Visualize Lovingkindness

"Practice these two visualization exercises daily. Wake up each morning and stand in front of a mirror, seeing your body as the incarnate Name of God. As you go about your day, see everyone and everything as the Name as well. Listen for your angel announcing your true nature, and listen for the angels of others doing the same. In time you will break up the hard-packed soil of the narrow mind and plant in it the seeds of lovingkindness that will soon grow and awaken in you the spacious mind that is your holy and most true self."

Serve Others with Kindness

"A rabbi I know devotes one day a week to simply being of service. She gets up in the morning and dedicates the day to God. She then leaves her home for the city close by and wanders about looking for ways to be of service to others. 'I have no plan for the day, other than to be present to what needs doing and to do those things I can without pride or prejudice. Sometimes I will find myself helping someone move into or out of an apartment, or sitting with the homeless, or walking tourists to their destination. The idea is to be free of any idea other than to serve, to befriend, to be kind."

Be Kind in Speech

"Avoiding hurtful speech has as much to do with how you say something as it does with what you wish to say: Keep it simple; stick to what you know to be true; and move on.

"Two thousand years ago the Rabbis asked this question: It is customary to compliment a bride on how beautiful she looks at her wedding, but what if this particular bride doesn't look beautiful at all? Is it permissible to lie? Is it better to avoid saying anything than to say something that isn't true?

"The Rabbis debated this as a means of exploring some of the subtleties of hurtful speech. They concluded that lying isn't acceptable, but neither is hurting a person with the truth. And avoiding talking to the person sends a negative message all by itself. So what is a person who seeks to practice lovingkindness through speech to do?

"Find a way of complimenting the bride without violating the truth of her feelings. For example, the Rabbis said, Say to her, 'You never looked more radiant' or 'You never looked lovelier' or 'You are positively glowing tonight.' You get the idea. Find a way of being for others — not down on them — whenever possible."

Preserve Kindness

"I rarely tell stories of kindness. I tend to remember slights — those I have made and those I have received. The more I tell such stories, the more I become the stories I tell. I had to work on shifting my storytelling to include at least some tales of kindness. And while I do that much more than I used to, a careful examination of my tales still shows that I tell such stories far more often about other people than about myself. I am not saying that I don't do acts of kindness; I am saying that I tend not to preserve these acts in the stories I tell. And since I am the stories I tell, I fail to reinforce kindness by failing to tell those stories.

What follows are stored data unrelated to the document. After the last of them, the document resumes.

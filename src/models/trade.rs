use std::fmt;
use std::str::FromStr;

use chrono::{NaiveDate, NaiveDateTime, Weekday};
use serde::{Deserialize, Serialize};

use crate::errors::AppError;

/// Symbol used when the input table carries no `Symbol` column.
pub const UNKNOWN_SYMBOL: &str = "UNKNOWN";

/// Market the instrument trades on.
#[derive(Debug, Clone, Copy, Default, Serialize, Deserialize, PartialEq, Eq, Hash)]
#[serde(rename_all = "UPPERCASE")]
pub enum Market {
    #[default]
    Stock,
    Forex,
    Crypto,
    Futures,
}

impl Market {
    pub fn as_str(&self) -> &'static str {
        match self {
            Market::Stock => "STOCK",
            Market::Forex => "FOREX",
            Market::Crypto => "CRYPTO",
            Market::Futures => "FUTURES",
        }
    }
}

impl fmt::Display for Market {
    fn fmt(&self, f: &mut fmt::Formatter<'_>) -> fmt::Result {
        f.write_str(self.as_str())
    }
}

impl FromStr for Market {
    type Err = String;

    fn from_str(s: &str) -> Result<Self, Self::Err> {
        match s.trim().to_uppercase().as_str() {
            "STOCK" => Ok(Market::Stock),
            "FOREX" => Ok(Market::Forex),
            "CRYPTO" => Ok(Market::Crypto),
            "FUTURES" => Ok(Market::Futures),
            _ => Err(format!("Unknown market: {}", s)),
        }
    }
}

/// Trade side.
#[derive(Debug, Clone, Copy, Serialize, Deserialize, PartialEq, Eq, Hash)]
#[serde(rename_all = "UPPERCASE")]
pub enum Side {
    Buy,
    Sell,
}

impl Side {
    pub fn as_str(&self) -> &'static str {
        match self {
            Side::Buy => "BUY",
            Side::Sell => "SELL",
        }
    }
}

impl fmt::Display for Side {
    fn fmt(&self, f: &mut fmt::Formatter<'_>) -> fmt::Result {
        f.write_str(self.as_str())
    }
}

impl FromStr for Side {
    type Err = String;

    fn from_str(s: &str) -> Result<Self, Self::Err> {
        match s.trim().to_uppercase().as_str() {
            "BUY" => Ok(Side::Buy),
            "SELL" => Ok(Side::Sell),
            _ => Err(format!("Unknown side: {}", s)),
        }
    }
}

/// A trade as logged by the user. Raw fields only; derived metrics live in
/// [`EnrichedTrade`].
#[derive(Debug, Clone, PartialEq, Serialize, Deserialize)]
pub struct Trade {
    pub market: Market,
    pub portfolio: Option<String>,
    pub symbol: String,
    pub side: Option<Side>,
    pub open_time: NaiveDateTime,
    pub close_time: NaiveDateTime,
    pub size: Option<f64>,
    pub open_price: Option<f64>,
    pub commission: f64,
    pub fees: f64,
    pub profit_usd: f64,
    pub take_profit: Option<f64>,
    pub stop_loss: Option<f64>,
}

impl Trade {
    /// Minimal trade with only the required fields set.
    pub fn new(
        symbol: &str,
        open_time: NaiveDateTime,
        close_time: NaiveDateTime,
        profit_usd: f64,
    ) -> Self {
        Trade {
            market: Market::default(),
            portfolio: None,
            symbol: symbol.trim().to_uppercase(),
            side: None,
            open_time,
            close_time,
            size: None,
            open_price: None,
            commission: 0.0,
            fees: 0.0,
            profit_usd,
            take_profit: None,
            stop_loss: None,
        }
    }

    pub fn is_breakeven(&self) -> bool {
        self.profit_usd == 0.0
    }

    pub fn close_date(&self) -> NaiveDate {
        self.close_time.date()
    }
}

/// Win/loss classification. Breakeven trades never reach classification.
#[derive(Debug, Clone, Copy, Serialize, Deserialize, PartialEq, Eq, Hash)]
pub enum TradeOutcome {
    Win,
    Loss,
}

impl TradeOutcome {
    pub fn from_profit(profit_usd: f64) -> Self {
        if profit_usd > 0.0 {
            TradeOutcome::Win
        } else {
            TradeOutcome::Loss
        }
    }

    pub fn as_str(&self) -> &'static str {
        match self {
            TradeOutcome::Win => "Win",
            TradeOutcome::Loss => "Loss",
        }
    }
}

impl fmt::Display for TradeOutcome {
    fn fmt(&self, f: &mut fmt::Formatter<'_>) -> fmt::Result {
        f.write_str(self.as_str())
    }
}

/// Session bucket of the opening hour.
#[derive(Debug, Clone, Copy, Serialize, Deserialize, PartialEq, Eq, PartialOrd, Ord, Hash)]
pub enum TimeOfDay {
    Night,
    Morning,
    Afternoon,
    Evening,
}

impl TimeOfDay {
    /// Half-open buckets, inclusive at the lower bound.
    pub fn from_hour(hour: u32) -> Self {
        match hour {
            0..=5 => TimeOfDay::Night,
            6..=11 => TimeOfDay::Morning,
            12..=17 => TimeOfDay::Afternoon,
            _ => TimeOfDay::Evening,
        }
    }

    pub fn as_str(&self) -> &'static str {
        match self {
            TimeOfDay::Night => "Night",
            TimeOfDay::Morning => "Morning",
            TimeOfDay::Afternoon => "Afternoon",
            TimeOfDay::Evening => "Evening",
        }
    }
}

impl fmt::Display for TimeOfDay {
    fn fmt(&self, f: &mut fmt::Formatter<'_>) -> fmt::Result {
        f.write_str(self.as_str())
    }
}

/// Full English weekday name.
pub fn weekday_name(day: Weekday) -> &'static str {
    match day {
        Weekday::Mon => "Monday",
        Weekday::Tue => "Tuesday",
        Weekday::Wed => "Wednesday",
        Weekday::Thu => "Thursday",
        Weekday::Fri => "Friday",
        Weekday::Sat => "Saturday",
        Weekday::Sun => "Sunday",
    }
}

/// A trade with its derived metrics attached.
#[derive(Debug, Clone, PartialEq, Serialize, Deserialize)]
pub struct EnrichedTrade {
    #[serde(flatten)]
    pub trade: Trade,
    pub duration_hours: f64,
    pub result: TradeOutcome,
    pub day_of_week: Weekday,
    pub month: String,
    pub time_of_day: TimeOfDay,
    pub risk_reward: Option<f64>,
}

impl EnrichedTrade {
    pub fn is_win(&self) -> bool {
        self.result == TradeOutcome::Win
    }
}

/// A single trade submitted through a manual-entry form.
#[derive(Debug, Clone, Serialize, Deserialize)]
pub struct ManualEntry {
    #[serde(default)]
    pub market: Market,
    #[serde(default)]
    pub portfolio: Option<String>,
    pub symbol: String,
    pub side: Side,
    pub open_time: NaiveDateTime,
    /// Defaults to `open_time` when the form has no close time.
    #[serde(default)]
    pub close_time: Option<NaiveDateTime>,
    pub size: f64,
    pub price: f64,
    #[serde(default)]
    pub commission: f64,
    #[serde(default)]
    pub fees: f64,
    pub profit_usd: f64,
    #[serde(default)]
    pub take_profit: Option<f64>,
    #[serde(default)]
    pub stop_loss: Option<f64>,
}

impl ManualEntry {
    /// Validate the form and turn it into a [`Trade`].
    pub fn into_trade(self) -> Result<Trade, AppError> {
        let symbol = self.symbol.trim().to_uppercase();
        let mut problems = Vec::new();
        if symbol.is_empty() {
            problems.push("symbol is required");
        }
        if !(self.size > 0.0) {
            problems.push("size must be positive");
        }
        if !(self.price > 0.0) {
            problems.push("price must be positive");
        }
        if self.commission < 0.0 || self.fees < 0.0 {
            problems.push("commission and fees cannot be negative");
        }
        if self.close_time.is_some_and(|close| close < self.open_time) {
            problems.push("close time cannot be before open time");
        }
        if !self.profit_usd.is_finite() {
            problems.push("profit must be a finite number");
        }
        if !problems.is_empty() {
            return Err(AppError::InvalidTrade(problems.join("; ")));
        }

        let portfolio = self
            .portfolio
            .map(|p| p.trim().to_string())
            .filter(|p| !p.is_empty());

        Ok(Trade {
            market: self.market,
            portfolio,
            symbol,
            side: Some(self.side),
            open_time: self.open_time,
            close_time: self.close_time.unwrap_or(self.open_time),
            size: Some(self.size),
            open_price: Some(self.price),
            commission: self.commission,
            fees: self.fees,
            profit_usd: self.profit_usd,
            take_profit: self.take_profit,
            stop_loss: self.stop_loss,
        })
    }
}

#[cfg(test)]
mod tests {
    use super::*;

    fn ts(s: &str) -> NaiveDateTime {
        NaiveDateTime::parse_from_str(s, "%Y-%m-%d %H:%M").unwrap()
    }

    fn entry() -> ManualEntry {
        ManualEntry {
            market: Market::Crypto,
            portfolio: Some("  Swing ".into()),
            symbol: " btcusdt ".into(),
            side: Side::Buy,
            open_time: ts("2024-03-01 14:30"),
            close_time: None,
            size: 0.5,
            price: 62000.0,
            commission: 1.5,
            fees: 0.0,
            profit_usd: 120.0,
            take_profit: None,
            stop_loss: None,
        }
    }

    #[test]
    fn time_of_day_boundaries_are_inclusive_low() {
        assert_eq!(TimeOfDay::from_hour(0), TimeOfDay::Night);
        assert_eq!(TimeOfDay::from_hour(5), TimeOfDay::Night);
        assert_eq!(TimeOfDay::from_hour(6), TimeOfDay::Morning);
        assert_eq!(TimeOfDay::from_hour(11), TimeOfDay::Morning);
        assert_eq!(TimeOfDay::from_hour(12), TimeOfDay::Afternoon);
        assert_eq!(TimeOfDay::from_hour(18), TimeOfDay::Evening);
        assert_eq!(TimeOfDay::from_hour(23), TimeOfDay::Evening);
    }

    #[test]
    fn outcome_uses_strict_comparison() {
        assert_eq!(TradeOutcome::from_profit(0.01), TradeOutcome::Win);
        assert_eq!(TradeOutcome::from_profit(-0.01), TradeOutcome::Loss);
    }

    #[test]
    fn side_and_market_parse_case_insensitively() {
        assert_eq!("buy".parse::<Side>().unwrap(), Side::Buy);
        assert_eq!(" Sell ".parse::<Side>().unwrap(), Side::Sell);
        assert_eq!("forex".parse::<Market>().unwrap(), Market::Forex);
        assert!("long".parse::<Side>().is_err());
    }

    #[test]
    fn manual_entry_normalizes_symbol_and_close_time() {
        let trade = entry().into_trade().unwrap();
        assert_eq!(trade.symbol, "BTCUSDT");
        assert_eq!(trade.portfolio.as_deref(), Some("Swing"));
        assert_eq!(trade.close_time, trade.open_time);
        assert_eq!(trade.side, Some(Side::Buy));
        assert_eq!(trade.open_price, Some(62000.0));
    }

    #[test]
    fn manual_entry_rejects_missing_symbol_and_zero_size() {
        let mut bad = entry();
        bad.symbol = "   ".into();
        bad.size = 0.0;
        let err = bad.into_trade().unwrap_err();
        assert!(err.is_validation());
        let msg = err.to_string();
        assert!(msg.contains("symbol"));
        assert!(msg.contains("size"));
    }
}
pub mod config;
pub mod raw;
pub mod result;
pub mod trade;
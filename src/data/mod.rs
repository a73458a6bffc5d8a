pub mod loader;
pub mod session;
pub mod storage;
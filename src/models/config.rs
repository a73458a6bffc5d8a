use std::fs;
use std::path::{Path, PathBuf};

use serde::{Deserialize, Serialize};

use crate::errors::AppError;

/// Journal settings. Every field has a default, so an empty JSON object is a
/// valid config file.
#[derive(Debug, Clone, Serialize, Deserialize, PartialEq)]
#[serde(default)]
pub struct JournalConfig {
    /// Directory holding the database and exports. `./data` when unset.
    pub data_dir: Option<PathBuf>,
    /// Database file name, relative to `data_dir` unless absolute.
    pub db_file: String,
    /// Export directory, relative to `data_dir` unless absolute.
    pub export_dir: String,
    /// Read ambiguous `01/02/2024` dates as 1 February.
    pub day_first: bool,
    /// Extra chrono formats tried after the built-in ones.
    pub timestamp_formats: Vec<String>,
}

impl Default for JournalConfig {
    fn default() -> Self {
        JournalConfig {
            data_dir: None,
            db_file: "trading_journal.db".to_string(),
            export_dir: "exports".to_string(),
            day_first: true,
            timestamp_formats: Vec::new(),
        }
    }
}

impl JournalConfig {
    /// Load from a JSON file.
    pub fn load(path: &Path) -> Result<Self, AppError> {
        if !path.exists() {
            return Err(AppError::FileNotFound(path.display().to_string()));
        }
        let text = fs::read_to_string(path)?;
        let config: JournalConfig = serde_json::from_str(&text)
            .map_err(|e| AppError::InvalidConfig(format!("{}: {}", path.display(), e)))?;
        config.validate()?;
        Ok(config)
    }

    pub fn validate(&self) -> Result<(), AppError> {
        if self.db_file.trim().is_empty() {
            return Err(AppError::InvalidConfig("db_file cannot be empty".into()));
        }
        if self.export_dir.trim().is_empty() {
            return Err(AppError::InvalidConfig("export_dir cannot be empty".into()));
        }
        Ok(())
    }

    pub fn data_dir(&self) -> PathBuf {
        self.data_dir.clone().unwrap_or_else(|| PathBuf::from("./data"))
    }

    pub fn db_path(&self) -> PathBuf {
        resolve(&self.data_dir(), &self.db_file)
    }

    pub fn export_path(&self) -> PathBuf {
        resolve(&self.data_dir(), &self.export_dir)
    }
}

fn resolve(base: &Path, name: &str) -> PathBuf {
    let path = PathBuf::from(name);
    if path.is_absolute() {
        path
    } else {
        base.join(path)
    }
}
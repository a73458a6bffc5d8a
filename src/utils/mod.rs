pub mod export;
pub mod frame;
use std::fs::File;
use std::io::Read;
use std::path::Path;

use tracing::{debug, info};

use crate::errors::AppError;
use crate::models::raw::{ColumnSchema, RawTable, RawTrade};

/// Read a journal CSV file into an unparsed table.
pub fn load_csv(path: &Path) -> Result<RawTable, AppError> {
    if !path.exists() {
        return Err(AppError::FileNotFound(path.display().to_string()));
    }
    let file = File::open(path)
        .map_err(|e| AppError::FileRead(format!("{}: {}", path.display(), e)))?;
    let table = read_csv(file)?;
    info!("Read {} rows from {}", table.len(), path.display());
    Ok(table)
}

/// Read journal CSV from any reader. The header row decides the schema.
pub fn read_csv<R: Read>(reader: R) -> Result<RawTable, AppError> {
    let mut rdr = csv::ReaderBuilder::new()
        .trim(csv::Trim::All)
        .from_reader(reader);

    let headers = rdr.headers()?.clone();
    let schema = ColumnSchema::from_headers(headers.iter());
    if schema.has_order_id {
        debug!("Ignoring Order ID column");
    }

    let rows = rdr
        .deserialize::<RawTrade>()
        .enumerate()
        .map(|(i, record)| {
            record.map_err(|e| AppError::InvalidCsvFormat(format!("row {}: {}", i + 1, e)))
        })
        .collect::<Result<Vec<_>, _>>()?;

    Ok(RawTable::new(schema, rows))
}
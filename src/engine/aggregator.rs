use std::collections::BTreeMap;

use chrono::{Datelike, NaiveDate};
use statrs::statistics::Statistics;

use crate::models::result::{DailySummary, GroupSummary, MonthResult, MonthlySummary};
use crate::models::trade::{weekday_name, EnrichedTrade, Side, TimeOfDay};

/// Group trades by an ordered key. Every trade lands in exactly one bucket;
/// buckets come out in key order.
fn group_by<K, F>(trades: &[EnrichedTrade], key_fn: F) -> BTreeMap<K, Vec<&EnrichedTrade>>
where
    K: Ord,
    F: Fn(&EnrichedTrade) -> K,
{
    let mut groups: BTreeMap<K, Vec<&EnrichedTrade>> = BTreeMap::new();
    for trade in trades {
        groups.entry(key_fn(trade)).or_default().push(trade);
    }
    groups
}

/// Sum, mean, count and win rate over one bucket.
pub fn summarize(key: impl Into<String>, trades: &[&EnrichedTrade]) -> GroupSummary {
    let trade_count = trades.len();
    let win_count = trades.iter().filter(|t| t.is_win()).count();
    let total_profit: f64 = trades.iter().map(|t| t.trade.profit_usd).sum();
    let avg_profit = if trade_count > 0 {
        trades.iter().map(|t| t.trade.profit_usd).mean()
    } else {
        0.0
    };
    let win_rate = if trade_count > 0 {
        win_count as f64 / trade_count as f64
    } else {
        0.0
    };

    GroupSummary {
        key: key.into(),
        total_profit,
        avg_profit,
        trade_count,
        win_count,
        win_rate,
    }
}

/// One row per symbol, alphabetical.
pub fn by_symbol(trades: &[EnrichedTrade]) -> Vec<GroupSummary> {
    group_by(trades, |t| t.trade.symbol.clone())
        .into_iter()
        .map(|(symbol, group)| summarize(symbol, &group))
        .collect()
}

/// One row per weekday that has trades, Monday first.
pub fn by_day_of_week(trades: &[EnrichedTrade]) -> Vec<GroupSummary> {
    group_by(trades, |t| t.day_of_week.num_days_from_monday())
        .into_values()
        .map(|group| summarize(weekday_name(group[0].day_of_week), &group))
        .collect()
}

/// One row per `YYYY-MM` close month, chronological.
pub fn by_month(trades: &[EnrichedTrade]) -> Vec<MonthlySummary> {
    group_by(trades, |t| {
        let close = t.trade.close_time;
        (close.year(), close.month())
    })
    .into_iter()
    .map(|((year, month), group)| {
        let stats = summarize(format!("{:04}-{:02}", year, month), &group);
        let result = MonthResult::from_total(stats.total_profit);
        MonthlySummary { stats, result }
    })
    .collect()
}

/// One row per close date, chronological. Feeds the calendar heatmap.
pub fn by_day(trades: &[EnrichedTrade]) -> Vec<DailySummary> {
    group_by(trades, |t| t.trade.close_date())
        .into_iter()
        .map(|(date, group): (NaiveDate, _)| DailySummary {
            date,
            stats: summarize(date.format("%Y-%m-%d").to_string(), &group),
        })
        .collect()
}

/// One row per session bucket that has trades, Night first.
pub fn by_time_of_day(trades: &[EnrichedTrade]) -> Vec<GroupSummary> {
    group_by(trades, |t| t.time_of_day)
        .into_iter()
        .map(|(bucket, group): (TimeOfDay, _)| summarize(bucket.as_str(), &group))
        .collect()
}

/// Trade selection by symbol and side. An empty list means "any".
#[derive(Debug, Clone, Default)]
pub struct TradeFilter {
    pub symbols: Vec<String>,
    pub sides: Vec<Side>,
}

impl TradeFilter {
    pub fn matches(&self, trade: &EnrichedTrade) -> bool {
        let symbol_ok = self.symbols.is_empty()
            || self
                .symbols
                .iter()
                .any(|s| s.eq_ignore_ascii_case(&trade.trade.symbol));
        let side_ok = self.sides.is_empty()
            || trade.trade.side.is_some_and(|side| self.sides.contains(&side));
        symbol_ok && side_ok
    }

    pub fn apply(&self, trades: &[EnrichedTrade]) -> Vec<EnrichedTrade> {
        trades.iter().filter(|t| self.matches(t)).cloned().collect()
    }
}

"How do we preserve kindness? We preserve kindness the way we preserve any other value we cherish — we tell stories about it. Preserving kindness means telling stories of lovingkindness from your past, but not only your personal past. Working this attribute means exploring your family history to find stories of lovingkindness. Talk with relatives and explore your collective memories to sift out these tales. They may be small incidents of kindness that were largely unnoticed at the time, but which, in hindsight, are the stuff of kindness tales. When you find these stories, share them. The more you tell them, the more kindness will take root.

"One of the best ways to practice preserving kindness is to create a ethical will. Writing an ethical will is a centuries-old Jewish practice that is making a comeback among Jews and others. Originally an oral tradition, with parents passing on their values, blessings, life lessons, and forgiveness to their children, ethical wills have been committed to writing for the past one thousand years."